Engagement of toll-like receptors (TLRs) serve to link innate immune responses with adaptive immunity and can be exploited as powerful vaccine adjuvants for eliciting both primary and anamnestic immune responses. TLR7 agonists are highly immunostimulatory without inducing dominant proinflammatory cytokine responses. We synthesized a dendrimeric molecule bearing six units of a potent TLR7/TLR8 dual-agonistic imidazoquinoline to explore if multimerization of TLR7/8 would result in altered activity profiles. A complete loss of TLR8-stimulatory activity with selective retention of the TLR7-agonistic activity was observed in the dendrimer. This was reflected by a complete absence of TLR8-driven proinflammatory cytokine and interferon (IFN)-γ induction in human PBMCs, with preservation of TLR7-driven IFN-α induction. The dendrimer was found to be superior to the imidazoquinoline monomer in inducing high titers of high-affinity antibodies to bovine α-lactalbumin. Additionally, epitope mapping experiments showed that the dendrimer induced immunoreactivity to more contiguous peptide epitopes along the amino acid sequence of the model antigen.

Structure–Activity Relationships in Human Toll-like Receptor 2-Specific Monoacyl Lipopeptides

Toll-like receptor 2-agonistic lipopeptides typified by S-[2,3-bis(palmitoyloxy)-(2RS)-propyl]-R-cysteinyl-S-serine (PAM(2)CS) compounds are potential vaccine adjuvants. We had previously determined that at least one acyl group of optimal length (C(16)) and an appropriately orientated ester carbonyl group is essential for TLR2-agonistic activity. We now show that these structurally simpler analogues display agonistic activities with human, but not murine, TLR2. SAR studies on the monoacyl derivatives show that the optimal acyl chain length is C(16), and aryl substituents are not tolerated. A variety of alkyl and acyl substituents on the cysteine amine were examined.
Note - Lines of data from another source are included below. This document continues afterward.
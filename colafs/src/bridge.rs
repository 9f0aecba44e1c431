//! Adapts `fuser`'s inode-based lowlevel API to [`colafs_fs::FileSystem`]'s
//! path-based one.
//!
//! Everything here is plumbing: turn an inode into a path, call the
//! facade, turn the facade's answer back into a `fuser` reply. None of
//! the filesystem's own invariants live in this file — they live in
//! `colafs_fs`, which this module never second-guesses.

use std::ffi::OsStr;
use std::sync::Mutex;
use std::time::{Duration, SystemTime};

use colafs_err::{Error, FsError};
use colafs_fs::{ColaFs, EntryKind, FileSystem};
use colafs_store::DataStorage;
use fuser::{
    Errno, FileAttr, FileHandle, FileType, FopenFlags, INodeNo, OpenFlags, ReadFlags, Request,
    WriteFlags,
};

use crate::inode::InodeTable;

const TTL: Duration = Duration::from_secs(1);

pub struct Bridge<DS: DataStorage> {
    fs: ColaFs<DS>,
    inodes: Mutex<InodeTable>,
    block_size: u32,
}

impl<DS: DataStorage> Bridge<DS> {
    pub fn new(fs: ColaFs<DS>) -> Self {
        let block_size = fs.store().block_size() as u32;
        Bridge { fs, inodes: Mutex::new(InodeTable::new()), block_size }
    }

    fn path_of(&self, ino: INodeNo) -> Option<String> {
        self.inodes.lock().unwrap().path(u64::from(ino)).map(str::to_string)
    }

    fn intern_child(&self, parent: INodeNo, name: &OsStr) -> Option<(u64, String)> {
        let parent_path = self.path_of(parent)?;
        let name = name.to_str()?;
        let path = InodeTable::child_path(&parent_path, name);
        let ino = self.inodes.lock().unwrap().intern(&path);
        Some((ino, path))
    }

    fn attr_for(&self, ino: u64, path: &str) -> Result<FileAttr, Errno> {
        let attr = self.fs.getattr(path).map_err(to_errno)?;
        let now = SystemTime::now();
        Ok(FileAttr {
            ino: INodeNo::from(ino),
            size: attr.size,
            blocks: attr.size.div_ceil(512),
            atime: now,
            mtime: now,
            ctime: now,
            crtime: now,
            kind: match attr.kind {
                EntryKind::Dir => FileType::Directory,
                EntryKind::File => FileType::RegularFile,
            },
            perm: attr.mode as u16,
            nlink: attr.nlink,
            uid: 0,
            gid: 0,
            rdev: 0,
            blksize: self.block_size,
            flags: 0,
        })
    }
}

fn to_errno(err: Error) -> Errno {
    match err {
        Error::Fs(FsError::NotFound) => Errno::ENOENT,
        Error::Fs(FsError::AlreadyExists) => Errno::EEXIST,
        Error::Fs(FsError::AccessDenied) => Errno::EACCES,
        Error::Fs(FsError::OutOfSpace) => Errno::ENOSPC,
        Error::Fs(FsError::NoMemory) => Errno::ENOMEM,
        Error::Io(_) => Errno::EIO,
    }
}

impl<DS: DataStorage + 'static> fuser::Filesystem for Bridge<DS> {
    fn lookup(&self, _req: &Request, parent: INodeNo, name: &OsStr, reply: fuser::ReplyEntry) {
        let Some((ino, path)) = self.intern_child(parent, name) else {
            reply.error(Errno::ENOENT);
            return;
        };
        match self.attr_for(ino, &path) {
            Ok(attr) => reply.entry(&TTL, &attr, 0),
            Err(e) => reply.error(e),
        }
    }

    fn getattr(&self, _req: &Request, ino: INodeNo, _fh: Option<FileHandle>, reply: fuser::ReplyAttr) {
        let Some(path) = self.path_of(ino) else {
            reply.error(Errno::ENOENT);
            return;
        };
        match self.attr_for(u64::from(ino), &path) {
            Ok(attr) => reply.attr(&TTL, &attr),
            Err(e) => reply.error(e),
        }
    }

    fn setattr(
        &self,
        _req: &Request,
        ino: INodeNo,
        _mode: Option<u32>,
        _uid: Option<u32>,
        _gid: Option<u32>,
        size: Option<u64>,
        _atime: Option<fuser::TimeOrNow>,
        _mtime: Option<fuser::TimeOrNow>,
        _ctime: Option<SystemTime>,
        _fh: Option<FileHandle>,
        _crtime: Option<SystemTime>,
        _chgtime: Option<SystemTime>,
        _bkuptime: Option<SystemTime>,
        _flags: Option<fuser::BsdFileFlags>,
        reply: fuser::ReplyAttr,
    ) {
        let Some(path) = self.path_of(ino) else {
            reply.error(Errno::ENOENT);
            return;
        };
        if let Some(size) = size {
            if let Err(e) = self.fs.truncate(&path, size) {
                reply.error(to_errno(e));
                return;
            }
        }
        match self.attr_for(u64::from(ino), &path) {
            Ok(attr) => reply.attr(&TTL, &attr),
            Err(e) => reply.error(e),
        }
    }

    fn mknod(
        &self,
        _req: &Request,
        parent: INodeNo,
        name: &OsStr,
        _mode: u32,
        _umask: u32,
        _rdev: u32,
        reply: fuser::ReplyEntry,
    ) {
        let Some((ino, path)) = self.intern_child(parent, name) else {
            reply.error(Errno::EINVAL);
            return;
        };
        if let Err(e) = self.fs.mknod(&path) {
            reply.error(to_errno(e));
            return;
        }
        match self.attr_for(ino, &path) {
            Ok(attr) => reply.entry(&TTL, &attr, 0),
            Err(e) => reply.error(e),
        }
    }

    fn mkdir(
        &self,
        _req: &Request,
        parent: INodeNo,
        name: &OsStr,
        _mode: u32,
        _umask: u32,
        reply: fuser::ReplyEntry,
    ) {
        let Some((ino, path)) = self.intern_child(parent, name) else {
            reply.error(Errno::EINVAL);
            return;
        };
        if let Err(e) = self.fs.mkdir(&path) {
            reply.error(to_errno(e));
            return;
        }
        match self.attr_for(ino, &path) {
            Ok(attr) => reply.entry(&TTL, &attr, 0),
            Err(e) => reply.error(e),
        }
    }

    fn open(&self, _req: &Request, ino: INodeNo, _flags: OpenFlags, reply: fuser::ReplyOpen) {
        let Some(path) = self.path_of(ino) else {
            reply.error(Errno::ENOENT);
            return;
        };
        match self.fs.open(&path) {
            Ok(()) => reply.opened(FileHandle::from(0), FopenFlags::empty()),
            Err(e) => reply.error(to_errno(e)),
        }
    }

    fn read(
        &self,
        _req: &Request,
        ino: INodeNo,
        _fh: FileHandle,
        offset: u64,
        size: u32,
        _read_flags: ReadFlags,
        _flags: u32,
        _lock_owner: Option<fuser::LockOwner>,
        reply: fuser::ReplyData,
    ) {
        let Some(path) = self.path_of(ino) else {
            reply.error(Errno::ENOENT);
            return;
        };
        let mut buf = vec![0u8; size as usize];
        match self.fs.read(&path, offset, &mut buf) {
            Ok(n) => reply.data(&buf[..n]),
            Err(e) => reply.error(to_errno(e)),
        }
    }

    fn write(
        &self,
        _req: &Request,
        ino: INodeNo,
        _fh: FileHandle,
        offset: i64,
        data: &[u8],
        _write_flags: WriteFlags,
        _flags: OpenFlags,
        _lock_owner: Option<fuser::LockOwner>,
        reply: fuser::ReplyWrite,
    ) {
        let Some(path) = self.path_of(ino) else {
            reply.error(Errno::ENOENT);
            return;
        };
        if offset < 0 {
            reply.error(Errno::EINVAL);
            return;
        }
        match self.fs.write(&path, offset as u64, data) {
            Ok(n) => reply.written(n as u32),
            Err(e) => reply.error(to_errno(e)),
        }
    }

    fn readdir(
        &self,
        _req: &Request,
        ino: INodeNo,
        _fh: FileHandle,
        offset: u64,
        mut reply: fuser::ReplyDirectory,
    ) {
        let Some(path) = self.path_of(ino) else {
            reply.error(Errno::ENOENT);
            return;
        };
        let names = match self.fs.readdir(&path) {
            Ok(names) => names,
            Err(e) => {
                reply.error(to_errno(e));
                return;
            }
        };

        for (i, name) in names.iter().enumerate().skip(offset as usize) {
            let child_path = match name.as_str() {
                "." => path.clone(),
                ".." => path.clone(),
                child => InodeTable::child_path(&path, child),
            };
            let child_ino = self.inodes.lock().unwrap().intern(&child_path);
            let kind = match self.fs.getattr(&child_path) {
                Ok(attr) if attr.kind == EntryKind::Dir => FileType::Directory,
                _ => FileType::RegularFile,
            };
            if reply.add(INodeNo::from(child_ino), (i + 1) as i64, kind, name) {
                break;
            }
        }
        reply.ok();
    }
}

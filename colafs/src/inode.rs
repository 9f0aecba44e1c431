//! Inode <-> path table.
//!
//! FUSE's lowlevel API is inode-based; everything in `colafs_fs` is
//! path-based, per the spec's single flat name index. This table is the
//! seam between the two: it hands out a stable inode number the first
//! time a path is seen and remembers it for the life of the mount.
//!
//! This is purely a bridge concern — there is no on-disk inode table,
//! and the mapping is rebuilt empty on every mount.

use std::collections::HashMap;

pub const ROOT_INO: u64 = 1;

#[derive(Default)]
pub struct InodeTable {
    path_of: HashMap<u64, String>,
    ino_of: HashMap<String, u64>,
    next: u64,
}

impl InodeTable {
    pub fn new() -> Self {
        let mut path_of = HashMap::new();
        path_of.insert(ROOT_INO, "/".to_string());
        let mut ino_of = HashMap::new();
        ino_of.insert("/".to_string(), ROOT_INO);
        InodeTable { path_of, ino_of, next: ROOT_INO + 1 }
    }

    pub fn path(&self, ino: u64) -> Option<&str> {
        self.path_of.get(&ino).map(String::as_str)
    }

    /// Return the inode for `path`, assigning a fresh one if this is the
    /// first time it has been seen.
    pub fn intern(&mut self, path: &str) -> u64 {
        if let Some(ino) = self.ino_of.get(path) {
            return *ino;
        }
        let ino = self.next;
        self.next += 1;
        self.path_of.insert(ino, path.to_string());
        self.ino_of.insert(path.to_string(), ino);
        ino
    }

    /// Join a parent's path with a child name. The root's own path is
    /// `/`, so it must not gain a doubled separator.
    pub fn child_path(parent: &str, name: &str) -> String {
        if parent == "/" {
            format!("/{name}")
        } else {
            format!("{parent}/{name}")
        }
    }
}

#[cfg(test)]
mod tests {
    use super::*;

    #[test]
    fn root_is_preseeded() {
        let table = InodeTable::new();
        assert_eq!(table.path(ROOT_INO), Some("/"));
    }

    #[test]
    fn intern_is_stable_across_calls() {
        let mut table = InodeTable::new();
        let a = table.intern("/foo");
        let b = table.intern("/foo");
        assert_eq!(a, b);
        assert_ne!(a, ROOT_INO);
    }

    #[test]
    fn child_path_does_not_double_the_root_separator() {
        assert_eq!(InodeTable::child_path("/", "foo"), "/foo");
        assert_eq!(InodeTable::child_path("/dir", "foo"), "/dir/foo");
    }
}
All N-alkyl derivatives were inactive. In contradistinction, short-chain N-acyl analogues were found to be highly active, with a clear dependence on the chain length. A cysteine N-acetyl analogue was found to be the most potent (EC(50): 1 nM), followed by the N-butyryl analogue. The N-acetyl analogue is human TLR2-specific, with its potency comparable to that of PAM(2)CS.

Structure‐Based Design of Novel Human Toll‐like Receptor 8 Agonists

Toll‐like receptor (TLR)‐8 agonists activate adaptive immune responses by inducing robust production of T helper 1‐polarizing cytokines, suggesting that TLR8‐active compounds might be promising candidate vaccine adjuvants. Recently, a C2‐butyl furo[2,3‐c]quinoline was reported with purely TLR8 agonistic activity. This compound was successfully co‐crystallized with the human TLR8 ectodomain, and the co‐crystal structure revealed ligand‐induced reorganization of the binding pocket of TLR8. The loss of a key hydrogen bond between the oxygen atom of the furanyl ring of the agonist and Thr 574 in TLR8 suggested that the furan ring is dispensable. Employing a disconnection strategy, 3‐ and 4‐substituted aminoquinolines were investigated. Focused structure‐based ligand design studies led to the identification of 3‐pentyl‐quinoline‐2‐amine as a novel, structurally simple, and highly potent human TLR8‐specific agonist (EC50=0.2 μM). Preliminary evaluation of this compound in ex vivo human blood assay systems revealed that it retains prominent cytokine‐inducing activity. Together, these results indicate the suitability of this compound as a novel vaccine adjuvant, warranting further investigation.